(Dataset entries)
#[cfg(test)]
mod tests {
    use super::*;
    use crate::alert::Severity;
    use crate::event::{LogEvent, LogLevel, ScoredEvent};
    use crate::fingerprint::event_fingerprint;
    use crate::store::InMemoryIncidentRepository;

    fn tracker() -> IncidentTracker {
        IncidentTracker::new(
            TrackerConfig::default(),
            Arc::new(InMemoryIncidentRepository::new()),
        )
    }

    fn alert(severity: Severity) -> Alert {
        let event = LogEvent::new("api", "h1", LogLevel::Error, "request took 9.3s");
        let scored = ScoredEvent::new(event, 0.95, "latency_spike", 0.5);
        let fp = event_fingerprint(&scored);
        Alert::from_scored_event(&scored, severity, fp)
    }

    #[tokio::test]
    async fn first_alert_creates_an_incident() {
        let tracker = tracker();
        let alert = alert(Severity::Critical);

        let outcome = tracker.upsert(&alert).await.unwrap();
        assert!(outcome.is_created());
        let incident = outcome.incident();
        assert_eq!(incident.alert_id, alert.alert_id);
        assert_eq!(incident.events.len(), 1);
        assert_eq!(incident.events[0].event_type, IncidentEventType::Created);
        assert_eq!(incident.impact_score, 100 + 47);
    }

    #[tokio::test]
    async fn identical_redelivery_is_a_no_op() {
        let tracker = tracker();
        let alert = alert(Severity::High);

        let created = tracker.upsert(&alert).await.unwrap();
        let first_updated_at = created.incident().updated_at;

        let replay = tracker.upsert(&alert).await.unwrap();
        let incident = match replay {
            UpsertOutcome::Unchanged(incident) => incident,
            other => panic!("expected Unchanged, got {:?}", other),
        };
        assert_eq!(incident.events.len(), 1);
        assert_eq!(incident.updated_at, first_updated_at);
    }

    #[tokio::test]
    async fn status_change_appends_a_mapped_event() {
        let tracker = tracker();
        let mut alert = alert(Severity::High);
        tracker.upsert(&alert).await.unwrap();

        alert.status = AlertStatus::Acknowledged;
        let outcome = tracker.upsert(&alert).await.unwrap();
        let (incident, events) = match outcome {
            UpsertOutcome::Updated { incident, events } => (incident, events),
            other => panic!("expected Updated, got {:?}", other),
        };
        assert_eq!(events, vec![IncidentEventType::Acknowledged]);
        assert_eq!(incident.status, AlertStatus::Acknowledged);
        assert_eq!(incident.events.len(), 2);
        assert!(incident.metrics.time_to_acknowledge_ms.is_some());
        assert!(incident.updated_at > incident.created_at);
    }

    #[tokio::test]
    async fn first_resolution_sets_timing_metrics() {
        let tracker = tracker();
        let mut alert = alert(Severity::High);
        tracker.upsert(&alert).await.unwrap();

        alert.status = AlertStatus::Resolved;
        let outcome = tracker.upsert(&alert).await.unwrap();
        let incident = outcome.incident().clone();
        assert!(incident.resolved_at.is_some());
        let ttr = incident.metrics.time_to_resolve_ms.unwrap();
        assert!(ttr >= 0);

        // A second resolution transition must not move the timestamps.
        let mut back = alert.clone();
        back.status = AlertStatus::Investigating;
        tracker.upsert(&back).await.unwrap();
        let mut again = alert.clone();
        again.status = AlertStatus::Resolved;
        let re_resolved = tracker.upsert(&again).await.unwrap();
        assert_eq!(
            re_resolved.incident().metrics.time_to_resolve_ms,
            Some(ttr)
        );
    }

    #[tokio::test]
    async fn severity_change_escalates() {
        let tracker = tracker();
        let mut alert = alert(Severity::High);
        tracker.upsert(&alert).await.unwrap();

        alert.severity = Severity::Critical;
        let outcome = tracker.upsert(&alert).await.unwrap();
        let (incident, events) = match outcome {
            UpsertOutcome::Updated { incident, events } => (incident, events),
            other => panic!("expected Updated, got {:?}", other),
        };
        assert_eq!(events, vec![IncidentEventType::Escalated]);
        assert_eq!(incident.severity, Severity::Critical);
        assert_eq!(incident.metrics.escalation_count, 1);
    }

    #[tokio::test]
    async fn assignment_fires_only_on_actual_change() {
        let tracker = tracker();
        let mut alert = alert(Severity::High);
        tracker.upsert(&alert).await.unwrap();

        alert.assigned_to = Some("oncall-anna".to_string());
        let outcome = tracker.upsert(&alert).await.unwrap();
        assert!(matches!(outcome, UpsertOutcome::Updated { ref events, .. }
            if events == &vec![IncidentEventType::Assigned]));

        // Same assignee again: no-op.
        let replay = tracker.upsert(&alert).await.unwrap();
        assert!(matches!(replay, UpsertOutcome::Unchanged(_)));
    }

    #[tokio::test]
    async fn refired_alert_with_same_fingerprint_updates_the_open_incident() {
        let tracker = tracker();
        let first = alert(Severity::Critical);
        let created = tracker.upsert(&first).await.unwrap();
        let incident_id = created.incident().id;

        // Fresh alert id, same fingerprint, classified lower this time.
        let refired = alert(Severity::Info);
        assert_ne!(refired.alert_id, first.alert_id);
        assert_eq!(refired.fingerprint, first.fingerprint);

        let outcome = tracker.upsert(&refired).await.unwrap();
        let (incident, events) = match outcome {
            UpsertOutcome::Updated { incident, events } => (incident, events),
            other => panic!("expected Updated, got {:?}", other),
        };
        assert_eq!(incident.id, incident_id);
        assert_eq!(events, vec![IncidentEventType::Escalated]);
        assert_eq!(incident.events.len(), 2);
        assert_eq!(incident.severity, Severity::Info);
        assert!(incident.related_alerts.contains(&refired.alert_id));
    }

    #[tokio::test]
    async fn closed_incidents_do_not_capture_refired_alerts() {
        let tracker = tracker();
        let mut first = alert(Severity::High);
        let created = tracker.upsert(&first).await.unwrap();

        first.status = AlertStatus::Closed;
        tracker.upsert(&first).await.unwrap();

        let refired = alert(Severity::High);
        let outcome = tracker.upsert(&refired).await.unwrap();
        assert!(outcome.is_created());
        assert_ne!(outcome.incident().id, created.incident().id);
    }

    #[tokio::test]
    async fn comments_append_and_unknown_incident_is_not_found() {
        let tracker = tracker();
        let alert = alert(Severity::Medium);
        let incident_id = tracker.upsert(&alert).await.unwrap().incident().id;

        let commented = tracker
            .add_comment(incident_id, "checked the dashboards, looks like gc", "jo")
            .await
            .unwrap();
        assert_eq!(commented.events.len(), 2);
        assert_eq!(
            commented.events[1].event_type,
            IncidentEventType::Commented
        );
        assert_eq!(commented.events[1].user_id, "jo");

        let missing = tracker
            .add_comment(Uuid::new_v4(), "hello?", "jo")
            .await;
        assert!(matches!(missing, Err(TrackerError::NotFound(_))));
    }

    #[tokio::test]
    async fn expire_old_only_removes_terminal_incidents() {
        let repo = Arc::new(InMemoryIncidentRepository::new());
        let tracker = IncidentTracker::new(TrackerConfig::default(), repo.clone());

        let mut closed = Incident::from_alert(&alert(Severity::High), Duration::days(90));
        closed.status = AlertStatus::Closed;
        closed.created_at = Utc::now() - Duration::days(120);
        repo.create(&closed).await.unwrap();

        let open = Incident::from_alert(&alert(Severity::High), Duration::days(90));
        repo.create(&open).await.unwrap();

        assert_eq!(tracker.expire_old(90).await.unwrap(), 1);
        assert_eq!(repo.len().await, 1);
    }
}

_Problem to solve:_
Print each entry precisely. Include every line.

_Finished exercise:_
#[cfg(test)]
mod tests {
    use super::*;
    use crate::alert::Severity;
    use crate::event::{LogEvent, LogLevel, ScoredEvent};
    use crate::fingerprint::event_fingerprint;
    use crate::store::InMemoryIncidentRepository;

    fn tracker() -> IncidentTracker {
        IncidentTracker::new(
            TrackerConfig::default(),
            Arc::new(InMemoryIncidentRepository::new()),
        )
    }

    fn alert(severity: Severity) -> Alert {
        let event = LogEvent::new("api", "h1", LogLevel::Error, "request took 9.3s");
        let scored = ScoredEvent::new(event, 0.95, "latency_spike", 0.5);
        let fp = event_fingerprint(&scored);
        Alert::from_scored_event(&scored, severity, fp)
    }

    #[tokio::test]
    async fn first_alert_creates_an_incident() {
        let tracker = tracker();
        let alert = alert(Severity::Critical);

        let outcome = tracker.upsert(&alert).await.unwrap();
        assert!(outcome.is_created());
        let incident = outcome.incident();
        assert_eq!(incident.alert_id, alert.alert_id);
        assert_eq!(incident.events.len(), 1);
        assert_eq!(incident.events[0].event_type, IncidentEventType::Created);
        assert_eq!(incident.impact_score, 100 + 47);
    }

    #[tokio::test]
    async fn identical_redelivery_is_a_no_op() {
        let tracker = tracker();
        let alert = alert(Severity::High);

        let created = tracker.upsert(&alert).await.unwrap();
        let first_updated_at = created.incident().updated_at;

        let replay = tracker.upsert(&alert).await.unwrap();
        let incident = match replay {
            UpsertOutcome::Unchanged(incident) => incident,
            other => panic!("expected Unchanged, got {:?}", other),
        };
        assert_eq!(incident.events.len(), 1);
        assert_eq!(incident.updated_at, first_updated_at);
    }

    #[tokio::test]
    async fn status_change_appends_a_mapped_event() {
        let tracker = tracker();
        let mut alert = alert(Severity::High);
        tracker.upsert(&alert).await.unwrap();

        alert.status = AlertStatus::Acknowledged;
        let outcome = tracker.upsert(&alert).await.unwrap();
        let (incident, events) = match outcome {
            UpsertOutcome::Updated { incident, events } => (incident, events),
            other => panic!("expected Updated, got {:?}", other),
        };
        assert_eq!(events, vec![IncidentEventType::Acknowledged]);
        assert_eq!(incident.status, AlertStatus::Acknowledged);
        assert_eq!(incident.events.len(), 2);
        assert!(incident.metrics.time_to_acknowledge_ms.is_some());
        assert!(incident.updated_at > incident.created_at);
    }

    #[tokio::test]
    async fn first_resolution_sets_timing_metrics() {
        let tracker = tracker();
        let mut alert = alert(Severity::High);
        tracker.upsert(&alert).await.unwrap();

        alert.status = AlertStatus::Resolved;
        let outcome = tracker.upsert(&alert).await.unwrap();
        let incident = outcome.incident().clone();
        assert!(incident.resolved_at.is_some());
        let ttr = incident.metrics.time_to_resolve_ms.unwrap();
        assert!(ttr >= 0);

        // A second resolution transition must not move the timestamps.
        let mut back = alert.clone();
        back.status = AlertStatus::Investigating;
        tracker.upsert(&back).await.unwrap();
        let mut again = alert.clone();
        again.status = AlertStatus::Resolved;
        let re_resolved = tracker.upsert(&again).await.unwrap();
        assert_eq!(
            re_resolved.incident().metrics.time_to_resolve_ms,
            Some(ttr)
        );
    }

    #[tokio::test]
    async fn severity_change_escalates() {
        let tracker = tracker();
        let mut alert = alert(Severity::High);
        tracker.upsert(&alert).await.unwrap();

        alert.severity = Severity::Critical;
        let outcome = tracker.upsert(&alert).await.unwrap();
        let (incident, events) = match outcome {
            UpsertOutcome::Updated { incident, events } => (incident, events),
            other => panic!("expected Updated, got {:?}", other),
        };
        assert_eq!(events, vec![IncidentEventType::Escalated]);
        assert_eq!(incident.severity, Severity::Critical);
        assert_eq!(incident.metrics.escalation_count, 1);
    }

    #[tokio::test]
    async fn assignment_fires_only_on_actual_change() {
        let tracker = tracker();
        let mut alert = alert(Severity::High);
        tracker.upsert(&alert).await.unwrap();

        alert.assigned_to = Some("oncall-anna".to_string());
        let outcome = tracker.upsert(&alert).await.unwrap();
        assert!(matches!(outcome, UpsertOutcome::Updated { ref events, .. }
            if events == &vec![IncidentEventType::Assigned]));

        // Same assignee again: no-op.
        let replay = tracker.upsert(&alert).await.unwrap();
        assert!(matches!(replay, UpsertOutcome::Unchanged(_)));
    }

    #[tokio::test]
    async fn refired_alert_with_same_fingerprint_updates_the_open_incident() {
        let tracker = tracker();
        let first = alert(Severity::Critical);
        let created = tracker.upsert(&first).await.unwrap();
        let incident_id = created.incident().id;

        // Fresh alert id, same fingerprint, classified lower this time.
        let refired = alert(Severity::Info);
        assert_ne!(refired.alert_id, first.alert_id);
        assert_eq!(refired.fingerprint, first.fingerprint);

        let outcome = tracker.upsert(&refired).await.unwrap();
        let (incident, events) = match outcome {
            UpsertOutcome::Updated { incident, events } => (incident, events),
            other => panic!("expected Updated, got {:?}", other),
        };
        assert_eq!(incident.id, incident_id);
        assert_eq!(events, vec![IncidentEventType::Escalated]);
        assert_eq!(incident.events.len(), 2);
        assert_eq!(incident.severity, Severity::Info);
        assert!(incident.related_alerts.contains(&refired.alert_id));
    }

    #[tokio::test]
    async fn closed_incidents_do_not_capture_refired_alerts() {
        let tracker = tracker();
        let mut first = alert(Severity::High);
        let created = tracker.upsert(&first).await.unwrap();

        first.status = AlertStatus::Closed;
        tracker.upsert(&first).await.unwrap();

        let refired = alert(Severity::High);
        let outcome = tracker.upsert(&refired).await.unwrap();
        assert!(outcome.is_created());
        assert_ne!(outcome.incident().id, created.incident().id);
    }

    #[tokio::test]
    async fn comments_append_and_unknown_incident_is_not_found() {
        let tracker = tracker();
        let alert = alert(Severity::Medium);
        let incident_id = tracker.upsert(&alert).await.unwrap().incident().id;

        let commented = tracker
            .add_comment(incident_id, "checked the dashboards, looks like gc", "jo")
            .await
            .unwrap();
        assert_eq!(commented.events.len(), 2);
        assert_eq!(
            commented.events[1].event_type,
            IncidentEventType::Commented
        );
        assert_eq!(commented.events[1].user_id, "jo");

        let missing = tracker
            .add_comment(Uuid::new_v4(), "hello?", "jo")
            .await;
        assert!(matches!(missing, Err(TrackerError::NotFound(_))));
    }

    #[tokio::test]
    async fn expire_old_only_removes_terminal_incidents() {
        let repo = Arc::new(InMemoryIncidentRepository::new());
        let tracker = IncidentTracker::new(TrackerConfig::default(), repo.clone());

        let mut closed = Incident::from_alert(&alert(Severity::High), Duration::days(90));
        closed.status = AlertStatus::Closed;
        closed.created_at = Utc::now() - Duration::days(120);
        repo.create(&closed).await.unwrap();

        let open = Incident::from_alert(&alert(Severity::High), Duration::days(90));
        repo.create(&open).await.unwrap();

        assert_eq!(tracker.expire_old(90).await.unwrap(), 1);
        assert_eq!(repo.len().await, 1);
    }
}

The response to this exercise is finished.